**Task statement**: Check each line of the records for "EnumNodeBuilder"; collect those that have it.

===== Task inputs

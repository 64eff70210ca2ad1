//! Treecast Core Types and Definitions
//!
//! This crate provides the foundational types shared by the Treecast
//! parser and mapping engine. It includes:
//!
//! - **Types**: The resolved type AST ([`types::Type`])
//! - **Values**: Constructed object graphs ([`value::Value`])
//! - **Definitions**: Class, parameter and attribute definitions ([`definition`] module)
//! - **Reflection**: Collaborator traits for introspection ([`reflection`] module)

pub mod definition;
pub mod reflection;
pub mod types;
pub mod value;
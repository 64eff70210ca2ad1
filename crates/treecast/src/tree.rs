//! The recursive mapping engine.
//!
//! A [`Shell`] is created for the root of the input and pushed through the
//! node builder pipeline. Composite builders create one shell per child and
//! push each of them through the same pipeline again.

mod builder;
mod path;
mod shell;
mod visitor;

use serde_json::Value as JsonValue;
use treecast_core::value::Value;

use crate::error::{ErrorKind, MappingError, MappingErrors, TreecastError};

pub use path::{Path, Segment};
pub use shell::Shell;

pub(crate) use builder::{
    CasterNodeBuilder, ClassNodeBuilder, EnumNodeBuilder, ErrorCatcherNodeBuilder, NodeMiddleware,
    ScalarNodeBuilder, ShapedArrayNodeBuilder, ShellVisitorNodeBuilder, TreeBuilder,
    ValueAlteringNodeBuilder, VisitorNodeBuilder,
};
pub(crate) use visitor::{
    AggregateShellVisitor, AttributeShellVisitor, InterfaceShellVisitor,
    ObjectBindingShellVisitor, UnionShellVisitor,
};

/// Why a node could not be built.
#[derive(Debug)]
pub(crate) enum Failure {
    /// Not yet located: recorded at the path of the node that raised it.
    Message(ErrorKind, String),
    /// Errors already tagged with their paths.
    Located(Vec<MappingError>),
    /// Aborts the whole mapping call.
    Fatal(Box<TreecastError>),
}

impl Failure {
    pub(crate) fn message(kind: ErrorKind, message: impl Into<String>) -> Self {
        Failure::Message(kind, message.into())
    }

    pub(crate) fn fatal(err: impl Into<TreecastError>) -> Self {
        Failure::Fatal(Box::new(err.into()))
    }

    /// Tag a pending message with `path`.
    pub(crate) fn located(self, path: &Path) -> Self {
        match self {
            Failure::Message(kind, message) => {
                Failure::Located(vec![MappingError::new(path.clone(), kind, message)])
            }
            other => other,
        }
    }

    /// The errors of a failed node at `path`; fatal failures are passed on.
    pub(crate) fn into_errors(self, path: &Path) -> Result<Vec<MappingError>, Failure> {
        match self.located(path) {
            Failure::Located(errors) => Ok(errors),
            other => Err(other),
        }
    }

    /// The error returned to the caller for a root node at `path`.
    pub(crate) fn into_error(self, path: &Path) -> TreecastError {
        match self.located(path) {
            Failure::Located(errors) => match MappingErrors::new(errors) {
                Some(errors) => TreecastError::Mapping(errors),
                None => TreecastError::Config("mapping failed without an error".to_string()),
            },
            Failure::Fatal(err) => *err,
            Failure::Message(..) => TreecastError::Config("unlocated mapping error".to_string()),
        }
    }

    /// One-line description, used when reporting failed union members.
    pub(crate) fn summary(&self) -> String {
        match self {
            Failure::Message(_, message) => message.clone(),
            Failure::Located(errors) => match errors.as_slice() {
                [] => "failed".to_string(),
                [only] => only.to_string(),
                [first, rest @ ..] => format!("{first} (+{} more)", rest.len()),
            },
            Failure::Fatal(err) => err.to_string(),
        }
    }
}

impl From<TreecastError> for Failure {
    fn from(err: TreecastError) -> Self {
        Failure::fatal(err)
    }
}

/// Collects the failures of the children of a composite node, so that every
/// failing child is reported rather than only the first.
#[derive(Debug, Default)]
pub(crate) struct Children {
    errors: Vec<MappingError>,
}

impl Children {
    /// Record the result of building the child at `path`.
    ///
    /// Returns the value on success and `None` on a node failure. Fatal
    /// failures are returned as errors.
    pub(crate) fn record(
        &mut self,
        path: &Path,
        result: Result<Value, Failure>,
    ) -> Result<Option<Value>, Failure> {
        match result {
            Ok(value) => Ok(Some(value)),
            Err(failure) => {
                self.errors.extend(failure.into_errors(path)?);
                Ok(None)
            }
        }
    }

    pub(crate) fn push(&mut self, error: MappingError) {
        self.errors.push(error);
    }

    /// Fails with every recorded error, if any.
    pub(crate) fn finish(self) -> Result<(), Failure> {
        if self.errors.is_empty() {
            Ok(())
        } else {
            Err(Failure::Located(self.errors))
        }
    }
}

/// Short human readable summary of an input value for error messages.
pub(crate) fn describe(input: Option<&JsonValue>) -> String {
    const MAX_CHARS: usize = 40;

    match input {
        None => "nothing".to_string(),
        Some(JsonValue::Null) => "null".to_string(),
        Some(JsonValue::Bool(value)) => value.to_string(),
        Some(JsonValue::Number(number)) => number.to_string(),
        Some(JsonValue::String(value)) if value.chars().count() > MAX_CHARS => {
            let truncated: String = value.chars().take(MAX_CHARS).collect();
            format!("'{truncated}...'")
        }
        Some(JsonValue::String(value)) => format!("'{value}'"),
        Some(JsonValue::Array(items)) => format!("a sequence of {} elements", items.len()),
        Some(JsonValue::Object(entries)) => format!("a mapping of {} entries", entries.len()),
    }
}
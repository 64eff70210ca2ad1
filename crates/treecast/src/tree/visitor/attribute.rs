use std::sync::Arc;

use indexmap::IndexMap;
use log::debug;
use treecast_core::definition::{Attribute, AttributeKind, Attributes};
use treecast_parser::{BasicSpecification, TypeParser, TypeParserFactory};

use crate::{
    error::{ErrorKind, TreecastError},
    hooks::Transformer,
    tree::{
        Failure, Shell, TreeBuilder,
        visitor::{ShellVisitor, Visited},
    },
};

/// Applies `Type` and `Transform` attributes of the declaration site.
///
/// Consumed attributes are removed from the shell. When a `Type` attribute
/// replaced the type, the visitor chain restarts so that a forced union or
/// interface is narrowed too.
pub(crate) struct AttributeShellVisitor {
    parsers: TypeParserFactory,
    transformers: IndexMap<String, Transformer>,
}

impl AttributeShellVisitor {
    pub(crate) fn new(parsers: TypeParserFactory, transformers: IndexMap<String, Transformer>) -> Self {
        Self {
            parsers,
            transformers,
        }
    }
}

impl ShellVisitor for AttributeShellVisitor {
    fn visit(&self, shell: Shell, _: &TreeBuilder) -> Result<Visited, Failure> {
        let attributes = shell.attributes();
        if !attributes.has(AttributeKind::Type) && !attributes.has(AttributeKind::Transform) {
            return Ok(Visited::Continue(shell));
        }

        let forced = match attributes.of_kind(AttributeKind::Type).last() {
            Some(Attribute::Type { description }) => Some(
                self.parsers
                    .get(Arc::new(BasicSpecification))
                    .parse(description)
                    .map_err(|err| Failure::fatal(TreecastError::new_type_parsing(err, description.as_str())))?,
            ),
            _ => None,
        };

        let mut input = shell.input().cloned();
        for attribute in attributes.of_kind(AttributeKind::Transform) {
            let Attribute::Transform { name } = attribute else {
                continue;
            };
            let Some(transformer) = self.transformers.get(name) else {
                return Err(Failure::fatal(TreecastError::Config(format!(
                    "transformer `{name}` is not registered"
                ))));
            };
            if let Some(value) = input.take() {
                debug!(path:% = shell.path(), transformer = name.as_str(); "Transforming input");
                input = Some(transformer(value).map_err(|err| {
                    Failure::message(
                        ErrorKind::TransformFailed,
                        format!("transformer `{name}` failed: {err}"),
                    )
                })?);
            }
        }

        let remaining: Attributes = attributes
            .iter()
            .filter(|attribute| !matches!(attribute.kind(), AttributeKind::Type | AttributeKind::Transform))
            .cloned()
            .collect();
        let shell = shell.with_input(input).with_attributes(remaining);

        Ok(match forced {
            Some(ty) if ty != *shell.ty() => Visited::Restart(shell.with_type(ty)),
            _ => Visited::Continue(shell),
        })
    }
}
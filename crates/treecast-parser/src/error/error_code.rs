//! Error codes for type parsing diagnostics.
//!
//! Error codes are organized by phase:
//! - `E0xx` - Lexer errors
//! - `E1xx` - Syntax errors
//! - `E2xx` - Resolution errors

use std::fmt;

/// Error codes for categorizing diagnostic errors.
#[derive(Debug, Clone, Copy, PartialEq, Eq, Hash)]
pub enum ErrorCode {
    // =========================================================================
    // Lexer Errors (E0xx)
    // =========================================================================
    /// Unterminated string literal.
    ///
    /// A quoted string was opened but never closed.
    E001,

    /// Unexpected character.
    ///
    /// A character was encountered that cannot start any token.
    E002,

    /// Invalid integer literal.
    ///
    /// The literal does not fit in a 64-bit signed integer.
    E003,

    // =========================================================================
    // Syntax Errors (E1xx)
    // =========================================================================
    /// Unexpected token.
    E100,

    /// Incomplete input.
    ///
    /// The description ended before a complete type was read.
    E101,

    /// Unbalanced delimiter.
    ///
    /// A `<`, `{` or `[` is never closed, or a closing delimiter has no
    /// matching opening one.
    E102,

    /// Empty union arm.
    ///
    /// A `|` is not surrounded by two types, as in `int||string`.
    E103,

    // =========================================================================
    // Resolution Errors (E2xx)
    // =========================================================================
    /// Unknown symbol.
    ///
    /// The name is neither a keyword, a template, nor a known class,
    /// interface or enumeration.
    E200,

    /// Wrong number of generic arguments.
    E201,

    /// Generic arguments given to a type that takes none.
    E202,

    /// Invalid array key type.
    ///
    /// Array keys must be `int`, `string` or `array-key`.
    E203,

    /// Duplicate key in a shaped array.
    E204,

    /// Invalid integer range.
    ///
    /// Bounds must be integer literals, `min` or `max`, and the lower bound
    /// must not exceed the upper one.
    E205,
}

impl ErrorCode {
    /// Returns the numeric code as a string (e.g., "E001").
    pub fn as_str(&self) -> &'static str {
        match self {
            ErrorCode::E001 => "E001",
            ErrorCode::E002 => "E002",
            ErrorCode::E003 => "E003",
            ErrorCode::E100 => "E100",
            ErrorCode::E101 => "E101",
            ErrorCode::E102 => "E102",
            ErrorCode::E103 => "E103",
            ErrorCode::E200 => "E200",
            ErrorCode::E201 => "E201",
            ErrorCode::E202 => "E202",
            ErrorCode::E203 => "E203",
            ErrorCode::E204 => "E204",
            ErrorCode::E205 => "E205",
        }
    }

    /// Returns a short description of what this error code means.
    pub fn description(&self) -> &'static str {
        match self {
            ErrorCode::E001 => "unterminated string literal",
            ErrorCode::E002 => "unexpected character",
            ErrorCode::E003 => "invalid integer literal",
            ErrorCode::E100 => "unexpected token",
            ErrorCode::E101 => "incomplete input",
            ErrorCode::E102 => "unbalanced delimiter",
            ErrorCode::E103 => "empty union arm",
            ErrorCode::E200 => "unknown symbol",
            ErrorCode::E201 => "wrong number of generic arguments",
            ErrorCode::E202 => "unexpected generic arguments",
            ErrorCode::E203 => "invalid array key type",
            ErrorCode::E204 => "duplicate shaped array key",
            ErrorCode::E205 => "invalid integer range",
        }
    }
}

impl fmt::Display for ErrorCode {
    fn fmt(&self, f: &mut fmt::Formatter<'_>) -> fmt::Result {
        write!(f, "{}", self.as_str())
    }
}
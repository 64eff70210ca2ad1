use std::sync::Arc;

use log::trace;
use serde_json::{Map, Value as JsonValue};
use treecast_core::{
    definition::{ParameterDefinition, Parameters},
    reflection::Arguments,
    types::ClassType,
    value::Value,
};

use crate::{
    definition::ClassDefinitionRepository,
    error::{ErrorKind, MappingError},
    object::{ObjectBuilder, ObjectBuilderError, ObjectBuilderFactory},
    tree::{Children, Failure, Shell, TreeBuilder, describe},
};

/// Class nodes: one child per constructor or factory parameter.
pub(crate) struct ClassNodeBuilder {
    repository: Arc<dyn ClassDefinitionRepository>,
    factory: Arc<dyn ObjectBuilderFactory>,
    allow_superfluous_keys: bool,
}

impl ClassNodeBuilder {
    pub(crate) fn new(
        repository: Arc<dyn ClassDefinitionRepository>,
        factory: Arc<dyn ObjectBuilderFactory>,
        allow_superfluous_keys: bool,
    ) -> Self {
        Self {
            repository,
            factory,
            allow_superfluous_keys,
        }
    }

    pub(super) fn build(
        &self,
        class: &ClassType,
        shell: &Shell,
        tree: &TreeBuilder,
    ) -> Result<Value, Failure> {
        let definition = self.repository.for_class(class).map_err(Failure::fatal)?;
        let builder = self.factory.for_class(&definition).map_err(reject)?;

        let arguments = match bare_parameter(builder.parameters(), shell.input()) {
            Some(parameter) => {
                trace!(class = class.name(), parameter = parameter.name(); "Mapping bare value");
                let child = shell
                    .child(shell.path().clone(), parameter.ty().clone(), shell.input().cloned())
                    .with_attributes(parameter.attributes().clone());
                let value = tree.build(child)?;
                Arguments::from([(parameter.name().to_string(), value)])
            }
            None => match shell.input() {
                Some(JsonValue::Object(entries)) => self.arguments(builder.as_ref(), entries, shell, tree)?,
                other => {
                    return Err(Failure::message(
                        ErrorKind::InvalidMapping,
                        format!("expected a mapping, got {}", describe(other)),
                    ));
                }
            },
        };

        builder.build(arguments).map_err(reject)
    }

    fn arguments(
        &self,
        builder: &dyn ObjectBuilder,
        entries: &Map<String, JsonValue>,
        shell: &Shell,
        tree: &TreeBuilder,
    ) -> Result<Arguments, Failure> {
        let parameters = builder.parameters();
        let mut children = Children::default();
        let mut arguments = Arguments::with_capacity(parameters.len());

        for parameter in parameters.iter() {
            let path = shell.path().key(parameter.name());
            let input = match (entries.get(parameter.name()), parameter.default_value()) {
                (Some(item), _) => Some(item.clone()),
                (None, Some(default)) => {
                    arguments.insert(parameter.name().to_string(), default.clone());
                    continue;
                }
                (None, None) => None,
            };

            let child = shell
                .child(path.clone(), parameter.ty().clone(), input)
                .with_attributes(parameter.attributes().clone());
            if let Some(value) = children.record(&path, tree.build(child))? {
                arguments.insert(parameter.name().to_string(), value);
            }
        }

        if !self.allow_superfluous_keys {
            for key in entries.keys().filter(|key| !parameters.has(key.as_str())) {
                children.push(MappingError::new(
                    shell.path().key(key.as_str()),
                    ErrorKind::UnexpectedKey,
                    format!("unexpected key `{key}`"),
                ));
            }
        }
        children.finish()?;

        Ok(arguments)
    }
}

/// The parameter of a single-parameter class that takes the whole input,
/// unless the input is a mapping keyed by that parameter.
fn bare_parameter<'a>(
    parameters: &'a Parameters,
    input: Option<&JsonValue>,
) -> Option<&'a ParameterDefinition> {
    if parameters.len() != 1 {
        return None;
    }
    let parameter = parameters.first()?;
    match input {
        Some(JsonValue::Object(entries)) if entries.contains_key(parameter.name()) => None,
        _ => Some(parameter),
    }
}

fn reject(err: ObjectBuilderError) -> Failure {
    Failure::message(err.kind(), err.to_string())
}
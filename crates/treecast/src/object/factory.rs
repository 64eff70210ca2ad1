use std::{fmt, sync::Arc};

use dashmap::DashMap;
use log::debug;
use treecast_core::{
    definition::{ClassDefinition, ConstructionStrategy},
    reflection::{Callable, ReflectionSource},
};

use crate::object::{ObjectBuilder, ObjectBuilderError, ReflectionObjectBuilder};

/// Creates the [`ObjectBuilder`] of a class.
pub trait ObjectBuilderFactory: Send + Sync {
    /// # Errors
    ///
    /// Returns [`ObjectBuilderError::ClassNotInstantiable`] when the class
    /// has no usable way of being constructed.
    fn for_class(
        &self,
        definition: &Arc<ClassDefinition>,
    ) -> Result<Arc<dyn ObjectBuilder>, ObjectBuilderError>;
}

/// Builds through the primary constructor.
pub struct BasicObjectBuilderFactory {
    reflection: Arc<dyn ReflectionSource>,
}

impl BasicObjectBuilderFactory {
    pub fn new(reflection: Arc<dyn ReflectionSource>) -> Self {
        Self { reflection }
    }
}

impl ObjectBuilderFactory for BasicObjectBuilderFactory {
    fn for_class(
        &self,
        definition: &Arc<ClassDefinition>,
    ) -> Result<Arc<dyn ObjectBuilder>, ObjectBuilderError> {
        if !definition.is_instantiable() {
            return Err(ObjectBuilderError::ClassNotInstantiable {
                class: definition.name().to_string(),
            });
        }

        Ok(Arc::new(ReflectionObjectBuilder::new(
            Callable::constructor(definition.name()),
            definition.parameters().clone(),
            Arc::clone(&self.reflection),
        )))
    }
}

/// Builds through the factory selected by a `Factory` attribute, and falls
/// back to `inner` for every other class.
pub struct AttributeObjectBuilderFactory<F> {
    inner: F,
    reflection: Arc<dyn ReflectionSource>,
}

impl<F: ObjectBuilderFactory> AttributeObjectBuilderFactory<F> {
    pub fn new(inner: F, reflection: Arc<dyn ReflectionSource>) -> Self {
        Self { inner, reflection }
    }
}

impl<F: ObjectBuilderFactory> ObjectBuilderFactory for AttributeObjectBuilderFactory<F> {
    fn for_class(
        &self,
        definition: &Arc<ClassDefinition>,
    ) -> Result<Arc<dyn ObjectBuilder>, ObjectBuilderError> {
        let ConstructionStrategy::Factory(method) = definition.strategy() else {
            return self.inner.for_class(definition);
        };

        let factory = definition.factory(method).ok_or_else(|| {
            ObjectBuilderError::ClassNotInstantiable {
                class: definition.name().to_string(),
            }
        })?;

        Ok(Arc::new(ReflectionObjectBuilder::new(
            Callable::factory(definition.name(), method),
            factory.parameters().clone(),
            Arc::clone(&self.reflection),
        )))
    }
}

/// Reuses the builder created for each class signature.
pub struct CacheObjectBuilderFactory<F> {
    inner: F,
    builders: DashMap<String, Arc<dyn ObjectBuilder>>,
}

impl<F: ObjectBuilderFactory> CacheObjectBuilderFactory<F> {
    pub fn new(inner: F) -> Self {
        Self {
            inner,
            builders: DashMap::new(),
        }
    }
}

impl<F> fmt::Debug for CacheObjectBuilderFactory<F> {
    fn fmt(&self, f: &mut fmt::Formatter<'_>) -> fmt::Result {
        f.debug_struct("CacheObjectBuilderFactory")
            .field("builders", &self.builders.len())
            .finish_non_exhaustive()
    }
}

impl<F: ObjectBuilderFactory> ObjectBuilderFactory for CacheObjectBuilderFactory<F> {
    fn for_class(
        &self,
        definition: &Arc<ClassDefinition>,
    ) -> Result<Arc<dyn ObjectBuilder>, ObjectBuilderError> {
        let signature = definition.class_type().signature();
        if let Some(builder) = self.builders.get(&signature) {
            return Ok(Arc::clone(builder.value()));
        }

        let builder = self.inner.for_class(definition)?;
        debug!(class = signature; "Object builder created");
        self.builders.insert(signature, Arc::clone(&builder));
        Ok(builder)
    }
}

#[cfg(test)]
mod tests {
    use treecast_core::{
        definition::Attribute,
        reflection::Arguments,
        value::Value,
    };

    use super::*;
    use crate::{
        definition::{ClassDefinitionRepository, ReflectionClassDefinitionRepository},
        registry::{ClassDeclaration, ClassRegistry, ParameterDeclaration},
    };

    fn registry() -> Arc<ClassRegistry> {
        Arc::new(
            ClassRegistry::new()
                .with_class(
                    ClassDeclaration::new("Money")
                        .with_parameter(ParameterDeclaration::new("cents", "int"))
                        .with_attribute(Attribute::Factory {
                            method: "of".to_string(),
                        })
                        .with_factory(
                            "of",
                            vec![ParameterDeclaration::new("amount", "float")],
                            |arguments: Arguments| {
                                let Some(Value::Float(amount)) = arguments.get("amount") else {
                                    return Err("amount must be a float".to_string());
                                };
                                Ok(Value::Int((amount * 100.0).round() as i64))
                            },
                        ),
                )
                .with_class(
                    ClassDeclaration::new("Point")
                        .with_parameter(ParameterDeclaration::new("x", "int"))
                        .with_parameter(
                            ParameterDeclaration::new("y", "int").with_default(Value::Int(0)),
                        ),
                )
                .with_class(ClassDeclaration::new("Shape").not_instantiable()),
        )
    }

    fn definition(registry: &Arc<ClassRegistry>, class: &str) -> Arc<ClassDefinition> {
        ReflectionClassDefinitionRepository::new(registry.clone(), registry.clone())
            .for_class(&treecast_core::types::ClassType::new(class))
            .unwrap()
    }

    fn factory(registry: &Arc<ClassRegistry>) -> impl ObjectBuilderFactory {
        AttributeObjectBuilderFactory::new(
            BasicObjectBuilderFactory::new(registry.clone()),
            registry.clone(),
        )
    }

    #[test]
    fn test_constructor_fills_defaults() {
        let registry = registry();
        let builder = factory(&registry)
            .for_class(&definition(&registry, "Point"))
            .unwrap();

        let mut arguments = Arguments::new();
        arguments.insert("x".to_string(), Value::Int(3));
        let point = builder.build(arguments).unwrap();

        let object = point.as_object().unwrap();
        assert_eq!(object.field("x"), Some(&Value::Int(3)));
        assert_eq!(object.field("y"), Some(&Value::Int(0)));
    }

    #[test]
    fn test_missing_required_argument() {
        let registry = registry();
        let builder = factory(&registry)
            .for_class(&definition(&registry, "Point"))
            .unwrap();

        let err = builder.build(Arguments::new()).unwrap_err();
        assert_eq!(
            err.to_string(),
            "invalid arguments for `Point::new`: missing argument `x`"
        );
    }

    #[test]
    fn test_factory_attribute_replaces_constructor() {
        let registry = registry();
        let builder = factory(&registry)
            .for_class(&definition(&registry, "Money"))
            .unwrap();

        assert_eq!(
            builder.parameters().iter().map(|p| p.name()).collect::<Vec<_>>(),
            ["amount"]
        );

        let mut arguments = Arguments::new();
        arguments.insert("amount".to_string(), Value::Float(12.5));
        assert_eq!(builder.build(arguments).unwrap(), Value::Int(1250));

        let mut arguments = Arguments::new();
        arguments.insert("amount".to_string(), Value::from("12.5"));
        assert!(matches!(
            builder.build(arguments),
            Err(ObjectBuilderError::ConstructionFailed { .. })
        ));
    }

    #[test]
    fn test_non_instantiable_class() {
        let registry = registry();
        let result = factory(&registry).for_class(&definition(&registry, "Shape"));

        assert!(matches!(
            result,
            Err(ObjectBuilderError::ClassNotInstantiable { class }) if class == "Shape"
        ));
    }

    #[test]
    fn test_cache_reuses_builders() {
        let registry = registry();
        let factory = CacheObjectBuilderFactory::new(factory(&registry));
        let definition = definition(&registry, "Point");

        let first = factory.for_class(&definition).unwrap();
        let second = factory.for_class(&definition).unwrap();

        assert!(Arc::ptr_eq(&first, &second));
    }
}
use serde_json::Value as JsonValue;
use treecast_core::{
    types::{EnumBacking, EnumCase, EnumType},
    value::{EnumValue, Value},
};

use super::scalar::as_int;
use crate::{
    config::CoercionConfig,
    error::ErrorKind,
    tree::{Failure, Shell, describe},
};

pub(crate) struct EnumNodeBuilder {
    coercion: CoercionConfig,
}

impl EnumNodeBuilder {
    pub(crate) fn new(coercion: CoercionConfig) -> Self {
        Self { coercion }
    }

    pub(super) fn build(&self, enumeration: &EnumType, shell: &Shell) -> Result<Value, Failure> {
        let input = shell.input().unwrap_or(&JsonValue::Null);

        match matching_case(enumeration, input, &self.coercion) {
            Some(case) => Ok(Value::Enum(EnumValue::new(
                enumeration.name(),
                case.name(),
                case.value().cloned(),
            ))),
            None => Err(Failure::message(
                ErrorKind::InvalidEnumValue,
                format!(
                    "value {} does not match any of {}",
                    describe(Some(input)),
                    accepted_values(enumeration)
                ),
            )),
        }
    }
}

/// The case selected by `input`: backed cases match their backing value,
/// pure cases their name.
pub(crate) fn matching_case<'a>(
    enumeration: &'a EnumType,
    input: &JsonValue,
    coercion: &CoercionConfig,
) -> Option<&'a EnumCase> {
    enumeration.cases().iter().find(|case| match case.value() {
        Some(EnumBacking::String(backing)) => input.as_str() == Some(backing.as_str()),
        Some(EnumBacking::Int(backing)) => as_int(input, coercion) == Some(*backing),
        None => input.as_str() == Some(case.name()),
    })
}

fn accepted_values(enumeration: &EnumType) -> String {
    enumeration
        .cases()
        .iter()
        .map(|case| match case.value() {
            Some(EnumBacking::Int(value)) => value.to_string(),
            Some(EnumBacking::String(value)) => format!("'{value}'"),
            None => format!("'{}'", case.name()),
        })
        .collect::<Vec<_>>()
        .join(", ")
}

#[cfg(test)]
mod tests {
    use serde_json::json;

    use super::*;

    fn priority() -> EnumType {
        EnumType::new(
            "Priority",
            vec![
                EnumCase::backed("Low", EnumBacking::Int(1)),
                EnumCase::backed("High", EnumBacking::Int(2)),
            ],
        )
    }

    #[test]
    fn test_backed_cases_match_their_value() {
        let table = CoercionConfig::default();

        assert_eq!(
            matching_case(&priority(), &json!(2), &table).map(EnumCase::name),
            Some("High")
        );
        assert_eq!(
            matching_case(&priority(), &json!("1"), &table).map(EnumCase::name),
            Some("Low")
        );
        assert!(matching_case(&priority(), &json!("High"), &table).is_none());
    }

    #[test]
    fn test_pure_cases_match_their_name() {
        let status = EnumType::new("Status", vec![EnumCase::pure("Open"), EnumCase::pure("Closed")]);

        assert_eq!(
            matching_case(&status, &json!("Closed"), &CoercionConfig::default()).map(EnumCase::name),
            Some("Closed")
        );
        assert_eq!(accepted_values(&status), "'Open', 'Closed'");
        assert_eq!(accepted_values(&priority()), "1, 2");
    }
}
//! Collector for accumulating diagnostics during a processing phase.
//!
//! Lexing and resolution report every problem they find instead of stopping
//! at the first one.

use crate::error::{Diagnostic, ParseError};

#[derive(Debug, Default)]
pub struct DiagnosticCollector {
    diagnostics: Vec<Diagnostic>,
}

impl DiagnosticCollector {
    pub fn new() -> Self {
        Self::default()
    }

    /// Emit a diagnostic to this collector.
    pub fn emit(&mut self, diagnostic: Diagnostic) {
        self.diagnostics.push(diagnostic);
    }

    pub fn has_errors(&self) -> bool {
        !self.diagnostics.is_empty()
    }

    /// Finish collection, returning `value` if nothing was emitted.
    pub fn finish<T>(self, value: T) -> Result<T, ParseError> {
        if self.diagnostics.is_empty() {
            Ok(value)
        } else {
            Err(ParseError::new(self.diagnostics))
        }
    }
}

==========

**Result of this task**:
    CasterNodeBuilder, ClassNodeBuilder, EnumNodeBuilder, ErrorCatcherNodeBuilder, NodeMiddleware,
pub(crate) struct EnumNodeBuilder {
impl EnumNodeBuilder {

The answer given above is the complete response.